### Your task
Among the records that follow, count the lines with the string "FormBuffer"; report only that count.

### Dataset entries
────

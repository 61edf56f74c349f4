//! The live form buffer: everything the user has typed, unvalidated.

use chrono::NaiveDate;

use crate::{
    model::{Draft, ServiceLog, ServiceType},
    time::{now_timestamp, plus_one_day, today, tomorrow},
    validate::{self, FieldError},
};

/// In-progress form contents. Numeric fields stay as entered text until the
/// form is finalized; dates and the service type are structural and always
/// present.
#[derive(Debug, Clone, PartialEq)]
pub struct FormBuffer {
    pub provider_id: String,
    pub service_order: String,
    pub car_id: String,
    pub odometer: String,
    pub engine_hours: String,
    pub start_date: NaiveDate,
    pub end_date: NaiveDate,
    pub service_type: ServiceType,
    pub service_description: String,
}

impl Default for FormBuffer {
    fn default() -> Self {
        Self {
            provider_id: String::new(),
            service_order: String::new(),
            car_id: String::new(),
            odometer: String::new(),
            engine_hours: String::new(),
            start_date: today(),
            end_date: tomorrow(),
            service_type: ServiceType::Planned,
            service_description: String::new(),
        }
    }
}

impl FormBuffer {
    /// Set the start date and derive the end date as its calendar successor,
    /// unless the end date already is that value.
    pub fn set_start_date(&mut self, date: NaiveDate) {
        self.start_date = date;

        let derived = plus_one_day(date);
        if self.end_date != derived {
            self.end_date = derived;
        }
    }

    /// Rehydrate the buffer from a stored draft.
    pub fn from_draft(draft: &Draft) -> Self {
        Self {
            provider_id: draft.provider_id.clone(),
            service_order: draft.service_order.clone(),
            car_id: draft.car_id.clone(),
            odometer: draft.odometer.clone(),
            engine_hours: draft.engine_hours.clone(),
            start_date: draft.start_date,
            end_date: draft.end_date,
            service_type: draft.service_type,
            service_description: draft.service_description.clone(),
        }
    }

    /// Load a finalized log back into a buffer, for the edit flow.
    pub fn from_log(log: &ServiceLog) -> Self {
        Self {
            provider_id: log.provider_id.clone(),
            service_order: log.service_order.clone(),
            car_id: log.car_id.clone(),
            odometer: log.odometer.to_string(),
            engine_hours: log.engine_hours.to_string(),
            start_date: log.start_date,
            end_date: log.end_date,
            service_type: log.service_type,
            service_description: log.service_description.clone(),
        }
    }

    /// Whether the buffer already reflects exactly this draft's content.
    pub fn matches(&self, draft: &Draft) -> bool {
        *self == Self::from_draft(draft)
    }

    /// Snapshot the buffer into a draft record. No validation: drafts may be
    /// partial or invalid.
    pub fn snapshot(&self, id: impl Into<String>, last_saved: impl Into<String>) -> Draft {
        Draft {
            id: id.into(),
            provider_id: self.provider_id.clone(),
            service_order: self.service_order.clone(),
            car_id: self.car_id.clone(),
            odometer: self.odometer.clone(),
            engine_hours: self.engine_hours.clone(),
            start_date: self.start_date,
            end_date: self.end_date,
            service_type: self.service_type,
            service_description: self.service_description.clone(),
            last_saved: last_saved.into(),
            is_saved: true,
        }
    }

    /// Finalize the buffer into a brand new log. Fails with the field errors
    /// if validation does.
    pub fn finalize(&self, id: impl Into<String>) -> Result<ServiceLog, Vec<FieldError>> {
        let (odometer, engine_hours) = self.parsed()?;
        let timestamp = now_timestamp();

        Ok(ServiceLog {
            id: id.into(),
            provider_id: self.provider_id.clone(),
            service_order: self.service_order.clone(),
            car_id: self.car_id.clone(),
            odometer,
            engine_hours,
            start_date: self.start_date,
            end_date: self.end_date,
            service_type: self.service_type,
            service_description: self.service_description.clone(),
            created_at: timestamp.clone(),
            updated_at: timestamp,
        })
    }

    /// Apply the buffer to an existing log, keeping its identity and
    /// creation time while refreshing `updated_at`.
    pub fn apply_to(&self, log: &ServiceLog) -> Result<ServiceLog, Vec<FieldError>> {
        let (odometer, engine_hours) = self.parsed()?;

        Ok(ServiceLog {
            id: log.id.clone(),
            provider_id: self.provider_id.clone(),
            service_order: self.service_order.clone(),
            car_id: self.car_id.clone(),
            odometer,
            engine_hours,
            start_date: self.start_date,
            end_date: self.end_date,
            service_type: self.service_type,
            service_description: self.service_description.clone(),
            created_at: log.created_at.clone(),
            updated_at: now_timestamp(),
        })
    }

    fn parsed(&self) -> Result<(u32, f64), Vec<FieldError>> {
        let errors = validate::validate(self);
        if !errors.is_empty() {
            return Err(errors);
        }

        // Validation just proved both fields parse
        let odometer = self.odometer.trim().parse().unwrap_or_default();
        let engine_hours = self.engine_hours.trim().parse().unwrap_or_default();

        Ok((odometer, engine_hours))
    }
}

────

### Output of the task
3